视频文本检索是多模态理解中的一项基本任务，近年来日益受到学术界和工业界的关注。一般来说，视频本身包含多粒度语义，且每个视频对应多个不同文本，因此具有挑战性。以往表现最好的方法同时采用视频-句子、短语-短语和帧-词交互。与可直接获取的词/帧特征不同，短语特征需要从相关的词/帧特征中进行自适应聚合，因此要求很高。然而，现有方法利用简单的模内自注意来生成短语特征，而没有考虑以下三个方面：跨模语义相关性、短语生成噪声和多样性。在本文中，我们提出了一种新颖的可靠短语挖掘模型（RPM）来构建可靠的短语特征，并为视频-文本检索进行分层跨模态交互。所提出的 RPM 模型有几个优点。首先，为了保证视频短语和文本短语之间的语义一致性，我们提出了一组模态共享原型作为联合查询，将语义相关的帧/词特征聚合为自适应粒度的短语特征。其次，为了处理短语生成噪声，我们提出的去噪解码器模块负责获取原型与帧/词特征之间更可靠的相似性。具体来说，在计算相似度时，不仅要考虑帧/词特征与原型之间的相关性，还要考虑原型之间的相关性。此外，为了鼓励不同的原型关注不同的语义信息，我们设计了一种原型对比损失，其核心思想是使同一原型产生的短语比不同原型产生的短语更相似。广泛的实验结果表明，所提出的方法在 MSR-VTT、MSVD 和 LSMDC 等三个基准数据集上表现良好。

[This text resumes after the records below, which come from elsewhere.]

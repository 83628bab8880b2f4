use serde::{Deserialize, Deserializer, Serialize};
use uuid::Uuid;
use super::value::Value;

/// One declarative transform step.
#[derive(Debug, Clone, Serialize, Deserialize, PartialEq)]
#[serde(rename_all = "camelCase")]
pub struct Operation {
    pub id: String,
    pub name: String,
    pub kind: OperationKind,
}

impl Operation {
    #[must_use]
    pub fn new(name: impl Into<String>, kind: OperationKind) -> Self {
        Self {
            id: Uuid::new_v4().to_string(),
            name: name.into(),
            kind,
        }
    }
}

/// Closed set of operation variants; dispatch is an exhaustive match.
#[derive(Debug, Clone, Serialize, Deserialize, PartialEq)]
#[serde(tag = "type", rename_all = "camelCase")]
pub enum OperationKind {
    Join(JoinConfig),
    Filter(FilterConfig),
    Pivot(PivotConfig),
    Reshape(ReshapeConfig),
    Transform(TransformConfig),
    Dedup(DedupConfig),
    Sample(SampleConfig),
    Derive(DeriveConfig),
    Output(OutputConfig),
}

impl OperationKind {
    #[must_use]
    pub const fn type_name(&self) -> &'static str {
        match self {
            Self::Join(_) => "join",
            Self::Filter(_) => "filter",
            Self::Pivot(_) => "pivot",
            Self::Reshape(_) => "reshape",
            Self::Transform(_) => "transform",
            Self::Dedup(_) => "dedup",
            Self::Sample(_) => "sample",
            Self::Derive(_) => "derive",
            Self::Output(_) => "output",
        }
    }
}

// --- Filter ---

#[derive(Debug, Clone, Copy, Serialize, Deserialize, PartialEq, Eq)]
#[serde(rename_all = "camelCase")]
pub enum FilterOperator {
    Equals,
    NotEquals,
    GreaterThan,
    LessThan,
    GreaterOrEqual,
    LessOrEqual,
    Contains,
    StartsWith,
    EndsWith,
    IsNull,
    IsNotNull,
}

#[derive(Debug, Clone, Copy, Default, Serialize, Deserialize, PartialEq, Eq)]
#[serde(rename_all = "camelCase")]
pub enum FilterLogic {
    #[default]
    And,
    Or,
}

#[derive(Debug, Clone, Serialize, Deserialize, PartialEq)]
pub struct FilterCondition {
    pub column: String,
    pub operator: FilterOperator,
    #[serde(default)]
    pub value: Value,
}

impl FilterCondition {
    pub fn new(column: impl Into<String>, operator: FilterOperator, value: impl Into<Value>) -> Self {
        Self { column: column.into(), operator, value: value.into() }
    }
}

#[derive(Debug, Clone, Default, Serialize, Deserialize, PartialEq)]
pub struct FilterConfig {
    pub conditions: Vec<FilterCondition>,
    #[serde(default)]
    pub logic: FilterLogic,
}

// --- Transform ---

#[derive(Debug, Clone, Copy, Serialize, Deserialize, PartialEq, Eq)]
#[serde(rename_all = "camelCase")]
pub enum FormatKind {
    Date,
    Number,
    Text,
}

#[derive(Debug, Clone, Serialize, Deserialize, PartialEq)]
#[serde(tag = "action", rename_all = "camelCase")]
pub enum ColumnAction {
    Rename {
        from: String,
        to: String,
    },
    #[serde(rename_all = "camelCase")]
    Split {
        column: String,
        separator: String,
        /// Names for the produced columns; derived from the data when empty
        #[serde(default)]
        new_columns: Vec<String>,
    },
    #[serde(rename_all = "camelCase")]
    Merge {
        columns: Vec<String>,
        separator: String,
        new_column: String,
    },
    Format {
        column: String,
        kind: FormatKind,
        pattern: String,
    },
    Remove {
        columns: Vec<String>,
    },
}

#[derive(Debug, Clone, Default, Serialize, Deserialize, PartialEq)]
pub struct TransformConfig {
    pub actions: Vec<ColumnAction>,
}

// --- Dedup ---

#[derive(Debug, Clone, Copy, Default, Serialize, Deserialize, PartialEq, Eq)]
#[serde(rename_all = "camelCase")]
pub enum KeepPolicy {
    #[default]
    First,
    Last,
}

#[derive(Debug, Clone, Default, Serialize, Deserialize, PartialEq)]
#[serde(rename_all = "camelCase")]
pub struct DedupConfig {
    /// Key columns; the whole declared row when empty
    #[serde(default)]
    pub columns: Vec<String>,
    #[serde(default)]
    pub keep: KeepPolicy,
    #[serde(default)]
    pub case_insensitive: bool,
}

// --- Reshape ---

fn default_var_name() -> String {
    "variable".to_string()
}

fn default_value_name() -> String {
    "value".to_string()
}

/// Wide -> long.
#[derive(Debug, Clone, Serialize, Deserialize, PartialEq)]
#[serde(rename_all = "camelCase")]
pub struct MeltConfig {
    pub id_vars: Vec<String>,
    /// All non-id columns when empty
    #[serde(default)]
    pub value_vars: Vec<String>,
    #[serde(default = "default_var_name")]
    pub var_name: String,
    #[serde(default = "default_value_name")]
    pub value_name: String,
}

impl MeltConfig {
    #[must_use]
    pub fn new(id_vars: Vec<String>, value_vars: Vec<String>) -> Self {
        Self {
            id_vars,
            value_vars,
            var_name: default_var_name(),
            value_name: default_value_name(),
        }
    }
}

#[derive(Deserialize)]
#[serde(untagged)]
enum OneOrMany {
    One(String),
    Many(Vec<String>),
}

/// `"dept"` or `["dept", "year"]`
fn one_or_many<'de, D: Deserializer<'de>>(deserializer: D) -> Result<Vec<String>, D::Error> {
    Ok(match OneOrMany::deserialize(deserializer)? {
        OneOrMany::One(column) => vec![column],
        OneOrMany::Many(columns) => columns,
    })
}

/// Long -> wide.
#[derive(Debug, Clone, Serialize, Deserialize, PartialEq)]
pub struct WidenConfig {
    #[serde(deserialize_with = "one_or_many")]
    pub index: Vec<String>,
    pub columns: String,
    pub values: String,
}

#[derive(Debug, Clone, Serialize, Deserialize, PartialEq)]
#[serde(tag = "mode", rename_all = "camelCase")]
pub enum ReshapeConfig {
    Melt(MeltConfig),
    Pivot(WidenConfig),
}

// --- Pivot (grouping / aggregation) ---

#[derive(Debug, Clone, Copy, Serialize, Deserialize, PartialEq, Eq)]
#[serde(rename_all = "camelCase")]
pub enum Aggregation {
    Sum,
    Avg,
    Count,
    Max,
    Min,
    First,
    Last,
}

impl Aggregation {
    #[must_use]
    pub const fn as_str(&self) -> &'static str {
        match self {
            Self::Sum => "sum",
            Self::Avg => "avg",
            Self::Count => "count",
            Self::Max => "max",
            Self::Min => "min",
            Self::First => "first",
            Self::Last => "last",
        }
    }
}

#[derive(Debug, Clone, Serialize, Deserialize, PartialEq)]
pub struct PivotValue {
    pub column: String,
    pub aggregation: Aggregation,
}

#[derive(Debug, Clone, Default, Serialize, Deserialize, PartialEq)]
pub struct PivotConfig {
    #[serde(default)]
    pub rows: Vec<String>,
    #[serde(default)]
    pub columns: Vec<String>,
    pub values: Vec<PivotValue>,
    /// Pre-filter, AND-combined
    #[serde(default)]
    pub filters: Vec<FilterCondition>,
}

// --- Sample ---

const fn default_seed() -> u64 {
    42
}

#[derive(Debug, Clone, Serialize, Deserialize, PartialEq)]
#[serde(tag = "method", rename_all = "camelCase")]
pub enum SampleSize {
    Count { count: usize },
    Percentage { percentage: f64 },
}

#[derive(Debug, Clone, Serialize, Deserialize, PartialEq)]
pub struct SampleConfig {
    pub size: SampleSize,
    #[serde(default = "default_seed")]
    pub seed: u64,
}

// --- Derive ---

#[derive(Debug, Clone, Serialize, Deserialize, PartialEq, Eq)]
pub struct DeriveConfig {
    /// Output column
    pub column: String,
    pub formula: String,
}

// --- Join ---

#[derive(Debug, Clone, Copy, Default, Serialize, Deserialize, PartialEq, Eq)]
#[serde(rename_all = "camelCase")]
pub enum JoinType {
    #[default]
    Inner,
    Left,
    Right,
    Full,
}

#[derive(Debug, Clone, Serialize, Deserialize, PartialEq, Eq)]
#[serde(rename_all = "camelCase")]
pub struct JoinConfig {
    /// Identity of the right-hand table
    pub right_table: String,
    #[serde(default)]
    pub join_type: JoinType,
    pub left_key: String,
    pub right_key: String,
}

// --- Output ---

#[derive(Debug, Clone, Copy, Default, Serialize, Deserialize, PartialEq, Eq)]
#[serde(rename_all = "camelCase")]
pub enum ExportFormat {
    #[default]
    Csv,
    Excel,
    Json,
    Markdown,
}

#[derive(Debug, Clone, Default, Serialize, Deserialize, PartialEq, Eq)]
#[serde(rename_all = "camelCase")]
pub struct OutputConfig {
    #[serde(default)]
    pub format: ExportFormat,
    #[serde(default)]
    pub file_name: Option<String>,
}
/// Reshape: melt (wide -> long) and pivot (long -> wide)

use std::collections::HashMap;
use crate::types::{InsightError, MeltConfig, ReshapeConfig, Row, Table, Value, ValueKey, WidenConfig};

pub struct ReshapeExecutor;

impl ReshapeExecutor {
    pub fn apply(table: &Table, config: &ReshapeConfig) -> Result<Table, InsightError> {
        match config {
            ReshapeConfig::Melt(melt) => Self::melt(table, melt),
            ReshapeConfig::Pivot(widen) => Self::widen(table, widen),
        }
    }

    /// One output row per (input row, value column), row-major.
    pub fn melt(table: &Table, config: &MeltConfig) -> Result<Table, InsightError> {
        if config.var_name == config.value_name || config.id_vars.iter().any(|c| *c == config.var_name || *c == config.value_name) {
            return Err(InsightError::InvalidOperation(format!(
                "melt output columns '{}'/'{}' clash with id columns",
                config.var_name, config.value_name
            )));
        }
        let value_vars: Vec<String> = if config.value_vars.is_empty() {
            table
                .columns
                .iter()
                .filter(|c| !config.id_vars.contains(c))
                .cloned()
                .collect()
        } else {
            config.value_vars.clone()
        };

        let mut rows = Vec::with_capacity(table.row_count() * value_vars.len());
        for row in &table.rows {
            for var in &value_vars {
                let mut out = row.project(&config.id_vars);
                out.set(config.var_name.clone(), Value::Text(var.clone()));
                out.set(config.value_name.clone(), row.get(var).clone());
                rows.push(out);
            }
        }

        let mut columns = config.id_vars.clone();
        columns.push(config.var_name.clone());
        columns.push(config.value_name.clone());
        Ok(table.derive_from(columns, rows))
    }

    /// Groups by the index columns; each distinct `columns` value becomes a column.
    pub fn widen(table: &Table, config: &WidenConfig) -> Result<Table, InsightError> {
        if config.index.is_empty() {
            return Err(InsightError::InvalidOperation("pivot reshape needs an index column".to_string()));
        }

        let mut groups: HashMap<Vec<ValueKey>, usize> = HashMap::new();
        let mut out_rows: Vec<Row> = Vec::new();
        let mut new_columns: Vec<String> = Vec::new();

        for row in &table.rows {
            let name = row.get(&config.columns).to_string();
            if config.index.contains(&name) {
                return Err(InsightError::InvalidOperation(format!(
                    "pivoted column '{name}' clashes with an index column"
                )));
            }
            if !new_columns.contains(&name) {
                new_columns.push(name.clone());
            }

            let key = row.key(&config.index, false);
            let slot = *groups.entry(key).or_insert_with(|| {
                out_rows.push(row.project(&config.index));
                out_rows.len() - 1
            });
            // duplicate (index, column) pairs: the later value wins
            out_rows[slot].set(name, row.get(&config.values).clone());
        }

        for row in &mut out_rows {
            for name in &new_columns {
                if !row.contains(name) {
                    row.set(name.clone(), Value::Null);
                }
            }
        }

        let mut columns = config.index.clone();
        columns.extend(new_columns);
        Ok(table.derive_from(columns, out_rows))
    }
}

#[cfg(test)]
mod tests {
    use super::*;

    fn wide() -> Table {
        Table::new(
            "scores",
            vec!["student".into(), "math".into(), "art".into()],
            vec![
                Row::from_pairs([("student", Value::from("ann")), ("math", Value::Integer(90)), ("art", Value::Integer(70))]),
                Row::from_pairs([("student", Value::from("bo")), ("math", Value::Integer(60)), ("art", Value::Null)]),
            ],
        )
    }

    #[test]
    fn test_melt_defaults_to_non_id_columns() {
        let long = ReshapeExecutor::melt(&wide(), &MeltConfig::new(vec!["student".into()], vec![])).unwrap();
        assert_eq!(long.columns, vec!["student", "variable", "value"]);
        assert_eq!(long.row_count(), 4);
        assert_eq!(long.rows[1].get("variable"), &Value::from("art"));
        assert_eq!(long.rows[1].get("value"), &Value::Integer(70));
        assert!(long.rows[3].get("value").is_null());
    }

    #[test]
    fn test_melt_explicit_value_vars() {
        let long = ReshapeExecutor::melt(&wide(), &MeltConfig::new(vec!["student".into()], vec!["math".into()])).unwrap();
        assert_eq!(long.row_count(), 2);
    }

    #[test]
    fn test_widen_fills_missing_with_null() {
        let long = Table::new(
            "long",
            vec!["k".into(), "var".into(), "val".into()],
            vec![
                Row::from_pairs([("k", Value::Integer(1)), ("var", Value::from("x")), ("val", Value::Integer(10))]),
                Row::from_pairs([("k", Value::Integer(2)), ("var", Value::from("y")), ("val", Value::Integer(20))]),
                Row::from_pairs([("k", Value::Integer(1)), ("var", Value::from("y")), ("val", Value::Integer(11))]),
            ],
        );
        let config = WidenConfig { index: vec!["k".into()], columns: "var".into(), values: "val".into() };
        let out = ReshapeExecutor::widen(&long, &config).unwrap();
        assert_eq!(out.columns, vec!["k", "x", "y"]);
        assert_eq!(out.row_count(), 2);
        assert_eq!(out.rows[0].get("y"), &Value::Integer(11));
        assert!(out.rows[1].get("x").is_null());
        assert!(out.rows[1].contains("x"));
    }

    #[test]
    fn test_melt_then_widen_round_trip() {
        let original = wide();
        let long = ReshapeExecutor::melt(&original, &MeltConfig::new(vec!["student".into()], vec![])).unwrap();
        let config = WidenConfig { index: vec!["student".into()], columns: "variable".into(), values: "value".into() };
        let back = ReshapeExecutor::widen(&long, &config).unwrap();
        assert_eq!(back.declared_rows(), original.declared_rows());
    }

    #[test]
    fn test_widen_requires_index() {
        let config = WidenConfig { index: vec![], columns: "a".into(), values: "b".into() };
        assert!(ReshapeExecutor::widen(&wide(), &config).is_err());
    }
}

本文章由计算机程序翻译，如有差异，请以英文原文为准。

求助全文

约1分钟内获得全文去求助

来源期刊

IEEE Transactions on Circuits and Systems for Video Technology 工程技术-工程：电子与电气

CiteScore

13.80

自引率

27.40%

发文量

660

审稿时长

5 months

期刊介绍： The IEEE Transactions on Circuits and Systems for Video Technology (TCSVT) is dedicated to covering all aspects of video technologies from a circuits and systems perspective. We encourage submissions of general, theoretical, and application-oriented papers related to image and video acquisition, representation, presentation, and display. Additionally, we welcome contributions in areas such as processing, filtering, and transforms; analysis and synthesis; learning and understanding; compression, transmission, communication, and networking; as well as storage, retrieval, indexing, and search. Furthermore, papers focusing on hardware and software design and implementation are highly valued. Join us in advancing the field of video technology through innovative research and insights.